“Would you?” he said quietly. “You do not love me, then?”
“No,” said Emma. “Of course not.”
“Then my uncle was telling the truth. You only used me—used me to get your children back. I understand, madam.”
Emma blinked at him in total surprise. “He told you that, did he? I should have thought he’d be too ashamed!”
“My uncle has no shame.”
“Yes, Nicholas, I used you. I am not proud of it. But it has backfired against me royally, so you needn’t think my misdeeds will go unpunished.”
“I would have helped you, if you had only confided in me,” he said sadly. “It was not necessary for you to—to prostitute yourself.”
“Oh, but I like prostituting myself,” she said angrily. “Didn’t your precious uncle tell you?”
“I did not want to believe the things he said about you.”
Emma laughed recklessly. “I can imagine! I was no more faithful to my husband than he was to me. What was I supposed to do? Be a good little wife and turn a blind eye to his affairs? Cry myself to sleep at night in my lonely bed? I am not a martyr, Nicholas. Anyway, who are you to judge me?” she went on angrily. “You know nothing of my life. You know nothing of life, period! You have spent your whole life at sea. You may as well have been living on a ship in a bottle, for all you know of real temptation! But you will learn, Nicholas.”
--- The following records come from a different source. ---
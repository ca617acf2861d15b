//! The ordered sequence of item identities and its two mutations.

use rand::seq::SliceRandom;
use rand::Rng;
use rustc_hash::FxHashSet;

use crate::error::GlideError;
use crate::item::ItemId;

/// Visual order of the list. Keys are unique; index 0 renders first.
///
/// [`swap`](Self::swap) and [`shuffle`](Self::shuffle) are the only
/// mutations, so identity is stable across every reorder.
#[derive(Debug, Clone, PartialEq, Eq)]
pub struct ItemOrder {
    items: Vec<ItemId>,
}

impl ItemOrder {
    /// Build an order from a seed sequence, rejecting duplicate keys.
    pub fn new<I, T>(items: I) -> Result<Self, GlideError>
    where
        I: IntoIterator<Item = T>,
        T: Into<ItemId>,
    {
        let items: Vec<ItemId> = items.into_iter().map(Into::into).collect();
        let mut seen = FxHashSet::default();
        for item in &items {
            if !seen.insert(item) {
                return Err(GlideError::DuplicateItem(item.clone()));
            }
        }
        Ok(Self { items })
    }

    /// Number of items.
    #[must_use]
    pub fn len(&self) -> usize {
        self.items.len()
    }

    /// Whether the order holds no items.
    #[must_use]
    pub fn is_empty(&self) -> bool {
        self.items.is_empty()
    }

    /// Items in visual order.
    #[must_use]
    pub fn as_slice(&self) -> &[ItemId] {
        &self.items
    }

    /// Iterate items in visual order.
    pub fn iter(&self) -> impl Iterator<Item = &ItemId> {
        self.items.iter()
    }

    /// Index of `item`, if present.
    #[must_use]
    pub fn position_of(&self, item: &ItemId) -> Option<usize> {
        self.items.iter().position(|candidate| candidate == item)
    }

    /// Whether `item` is part of the order.
    #[must_use]
    pub fn contains(&self, item: &ItemId) -> bool {
        self.position_of(item).is_some()
    }

    /// Exchange the positions of `a` and `b`.
    ///
    /// Swapping an item with itself is a no-op. If either item is missing
    /// the order is left unchanged and [`GlideError::InvalidSwap`] is
    /// returned.
    pub fn swap(&mut self, a: &ItemId, b: &ItemId) -> Result<(), GlideError> {
        match (self.position_of(a), self.position_of(b)) {
            (Some(ia), Some(ib)) => {
                self.items.swap(ia, ib);
                Ok(())
            }
            _ => Err(GlideError::InvalidSwap {
                a: a.clone(),
                b: b.clone(),
            }),
        }
    }

    /// Replace the order with a uniformly random permutation of itself.
    pub fn shuffle<R: Rng + ?Sized>(&mut self, rng: &mut R) {
        self.items.shuffle(rng);
    }
}

impl<'a> IntoIterator for &'a ItemOrder {
    type Item = &'a ItemId;
    type IntoIter = std::slice::Iter<'a, ItemId>;

    fn into_iter(self) -> Self::IntoIter {
        self.items.iter()
    }
}

#[cfg(test)]
mod tests {
    use super::*;
    use proptest::prelude::*;
    use rand::rngs::StdRng;
    use rand::SeedableRng;

    fn abc() -> ItemOrder {
        ItemOrder::new(["A", "B", "C"]).unwrap()
    }

    fn keys(order: &ItemOrder) -> Vec<&str> {
        order.iter().map(ItemId::as_str).collect()
    }

    #[test]
    fn test_swap_exchanges_positions() {
        let mut order = abc();
        order.swap(&"A".into(), &"C".into()).unwrap();
        assert_eq!(keys(&order), ["C", "B", "A"]);
    }

    #[test]
    fn test_swap_with_self_is_noop() {
        let mut order = abc();
        order.swap(&"B".into(), &"B".into()).unwrap();
        assert_eq!(order, abc());
    }

    #[test]
    fn test_swap_missing_item_rejected() {
        let mut order = abc();
        let err = order.swap(&"A".into(), &"Z".into()).unwrap_err();
        assert!(matches!(err, GlideError::InvalidSwap { .. }));
        assert_eq!(order, abc());
    }

    #[test]
    fn test_duplicate_seed_rejected() {
        let err = ItemOrder::new(["A", "B", "A"]).unwrap_err();
        assert!(matches!(err, GlideError::DuplicateItem(ref id) if id.as_str() == "A"));
    }

    #[test]
    fn test_position_lookup() {
        let order = abc();
        assert_eq!(order.position_of(&"C".into()), Some(2));
        assert!(!order.contains(&"D".into()));
        assert_eq!(order.len(), 3);
    }

    #[test]
    fn test_seeded_shuffle_is_deterministic() {
        let mut first = abc();
        let mut second = abc();
        first.shuffle(&mut StdRng::seed_from_u64(7));
        second.shuffle(&mut StdRng::seed_from_u64(7));
        assert_eq!(first, second);
    }

    proptest! {
        #[test]
        fn shuffle_preserves_item_set(len in 0usize..40, seed in any::<u64>()) {
            let mut order = ItemOrder::new((0..len).map(|i| format!("item-{i}"))).unwrap();
            order.shuffle(&mut StdRng::seed_from_u64(seed));

            let mut sorted: Vec<String> = order.iter().map(ToString::to_string).collect();
            sorted.sort();
            let mut expected: Vec<String> = (0..len).map(|i| format!("item-{i}")).collect();
            expected.sort();
            prop_assert_eq!(sorted, expected);
        }

        #[test]
        fn swap_is_an_involution(len in 2usize..20, a in 0usize..20, b in 0usize..20) {
            let a = a % len;
            let b = b % len;
            let original = ItemOrder::new((0..len).map(|i| i.to_string())).unwrap();
            let mut order = original.clone();
            let (ia, ib) = (ItemId::from(a.to_string()), ItemId::from(b.to_string()));
            order.swap(&ia, &ib).unwrap();
            order.swap(&ia, &ib).unwrap();
            prop_assert_eq!(order, original);
        }
    }
}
Her voice was low and ominous.
“When you get to London, women will throw themselves at you. Let us see how well you resist their advances! Men, too, will pretend to befriend you because you have power and money and influence. Let us see how you get on. When you have been tested in fire, Sir Galahad, then you may pass judgment on me.”
“I don’t judge you, Emma,” he said quietly. “I pity you. I pity you with all my heart.”
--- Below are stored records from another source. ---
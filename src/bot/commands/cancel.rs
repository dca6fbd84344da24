use teloxide::prelude::*;

use crate::bot::conversation::ConversationStore;
use crate::utils::logging::log_command_start;

/// Destroys the sender's in-progress alert, whatever step it reached.
/// A no-op (with a short notice) when nothing is active.
pub async fn handle_cancel(
    bot: Bot,
    msg: Message,
    store: &ConversationStore,
) -> ResponseResult<()> {
    let Some(user) = msg.from() else {
        return Ok(());
    };
    let user_id = user.id.0 as i64;

    log_command_start("cancel", &user.full_name(), user_id, msg.chat.id.0, None);

    if store.remove(user_id) {
        bot.send_message(ChatId(user_id), "Your in-progress alert has been cancelled.")
            .await?;
    } else {
        bot.send_message(ChatId(user_id), "You have no alert in progress.")
            .await?;
    }

    Ok(())
}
“Oh! Just get out of my way,” she snarled.
“Give me the bucket,” he said. “You should not be walking the corridors with a bucket of horse manure.”
“Why ever not? ’Tis an old German tradition!”
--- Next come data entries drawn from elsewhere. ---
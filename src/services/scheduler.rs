use chrono::Utc;
use chrono_tz::Tz;
use std::sync::Arc;
use teloxide::{prelude::*, types::ParseMode, Bot};
use tokio_cron_scheduler::{Job, JobScheduler};

use crate::database::{
    connection::DatabaseManager,
    models::{Alert, Channel, ChannelRole},
};
use crate::utils::logging::log_broadcast;
use crate::utils::markdown::escape_markdown;

/// Polls the head of the pending-alert queue every five seconds and
/// broadcasts it once its scheduled moment has passed.
pub struct AlertScheduler {
    bot: Bot,
    db: Arc<DatabaseManager>,
    timezone: Tz,
    scheduler: JobScheduler,
}

impl AlertScheduler {
    pub async fn new(
        bot: Bot,
        db: Arc<DatabaseManager>,
        timezone: Tz,
    ) -> Result<Self, Box<dyn std::error::Error + Send + Sync>> {
        let scheduler = JobScheduler::new().await?;

        Ok(Self {
            bot,
            db,
            timezone,
            scheduler,
        })
    }

    pub async fn start(&mut self) -> Result<(), Box<dyn std::error::Error + Send + Sync>> {
        let bot = self.bot.clone();
        let db = self.db.clone();
        let timezone = self.timezone;

        let tick_job = Job::new_async("*/5 * * * * *", move |_uuid, _l| {
            let bot = bot.clone();
            let db = db.clone();
            Box::pin(async move {
                if let Err(e) = check_due_alerts(&bot, &db, timezone).await {
                    tracing::error!("Alert check failed: {}", e);
                }
            })
        })?;

        self.scheduler.add(tick_job).await?;
        self.scheduler.start().await?;

        tracing::info!(
            "Alert scheduler started - polling every 5 seconds in zone {}",
            self.timezone
        );
        Ok(())
    }

    pub async fn stop(&mut self) -> Result<(), Box<dyn std::error::Error + Send + Sync>> {
        self.scheduler.shutdown().await?;
        Ok(())
    }

    // Manual trigger for testing
    pub async fn check_now(&self) -> Result<(), Box<dyn std::error::Error + Send + Sync>> {
        check_due_alerts(&self.bot, &self.db, self.timezone).await
    }
}

/// One scheduler tick: inspect only the queue head and broadcast-and-pop it
/// when due. An empty queue or an unresolved alert channel is a no-op.
pub async fn check_due_alerts(
    bot: &Bot,
    db: &DatabaseManager,
    timezone: Tz,
) -> Result<(), Box<dyn std::error::Error + Send + Sync>> {
    let Some(alert) = Alert::peek_oldest(&db.pool).await? else {
        return Ok(());
    };

    let now = Utc::now().with_timezone(&timezone);
    let today = now.format("%m-%d-%Y").to_string();
    let now_time = now.format("%H:%M").to_string();

    if !is_due(&alert.date, &alert.time, &today, &now_time) {
        return Ok(());
    }

    let channel = Channel::find(&db.pool, ChannelRole::Alert).await?;
    let Some(chat_id) = channel.and_then(|c| c.chat_id) else {
        tracing::warn!(
            "Alert {} is due but the alert channel is not resolved yet",
            alert.id
        );
        return Ok(());
    };

    match bot
        .send_message(ChatId(chat_id), format_broadcast(&alert))
        .parse_mode(ParseMode::MarkdownV2)
        .await
    {
        Ok(_) => {
            // Pop only after a successful send so a transient failure
            // retries on the next tick instead of losing the record.
            Alert::remove(&db.pool, &alert.id).await?;
            log_broadcast(&alert.subject, &alert.id);
        }
        Err(e) => {
            tracing::error!("Failed to broadcast alert {}: {}", alert.id, e);
        }
    }

    Ok(())
}

/// The due test, exactly as the records store it: plain string comparison on
/// mm-dd-yyyy and HH:MM text. A date in the (string-ordered) past fires
/// regardless of time; today's date fires once the time has been reached.
pub fn is_due(alert_date: &str, alert_time: &str, today: &str, now_time: &str) -> bool {
    alert_date < today || (alert_date == today && alert_time <= now_time)
}

/// Fixed-format broadcast block sent to the alert channel.
pub fn format_broadcast(alert: &Alert) -> String {
    format!(
        "*AUTHOR:* {}\n\n*SUBJECT:* {}\n\n*DESCRIPTION:* {}\n\n*DATE & TIME:* {}, {}",
        escape_markdown(&alert.author),
        escape_markdown(&alert.subject),
        escape_markdown(&alert.description),
        escape_markdown(&alert.date),
        escape_markdown(&alert.time),
    )
}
“I’m sorry. I can’t let you do it. I will stand guard at my uncle’s door all night, if I have to,” he snapped.
Emma kicked over the bucket. “Take it! Damn you! I wish I’d never set eyes on you!”
When she had gone, Nicholas carefully cleaned up the mess. It did not disgust him. In his career at sea, he’d cleaned up much worse.
Lord Hugh could not sleep. Even snug in his bed, with the coverlet pulled up to his chin, he did not feel entirely safe from the wrath of the Greys. He sat up in bed, a loaded pistol in his hand, his eyes glued to the door. Beside him, Lady Anne snored gently.
The knock on the door made him jump. Lady Anne continued to snore. Lord Hugh elbowed her until she woke up, sputtering.
“Go and see who it is,” he commanded her.
While she padded to the door in her bare feet, he carefully cocked the pistol.
“Who is it?” Lady Anne called through the door.
“It is I, Nicholas,” said her nephew from the other side of the door.
Lord Hugh flung away his pistol. Running to the door, he pushed his wife aside. “Come in, dear boy,” he cried, throwing the door open. “Come in! Dare I hope you have changed your mind?”
Nicholas would not come into the room.
“I would make a bargain with you, Uncle,” he said grimly. “I will marry one of your daughters. In exchange, you will stop tormenting Emma! You will stop coming between her and her children. And you will return her letter to her.”
“Of course,” said Lord Hugh, smiling. “Your happiness, Nicholas, is all I have ever cared about.”
Nicholas recoiled from him in disgust. “On second thought,” he said. “You will give me her letter. I don’t trust you to keep your word.”
“There’s no need to insult me,” said Lord Hugh, but he was too happy to even pretend to be indignant. “The letter is in London with my attorney. I will send for it tomorrow.”
“See that you do. And you will send word to the duchess,” Nicholas went on. “It will not be necessary for her to leave. It ends tonight, Uncle. This vendetta you have against her. No more. If you so much as cast a wry look in her direction, you will answer to me.”
“Now you are safe from her, I have no quarrel with the woman,” said Lord Hugh. “I have no reason to cast a wry look.”
“Which of the girls has caught your fancy, Nicholas?” Lady Anne asked him, smiling as if she had not heard anything unpleasant passing between her husband and her nephew.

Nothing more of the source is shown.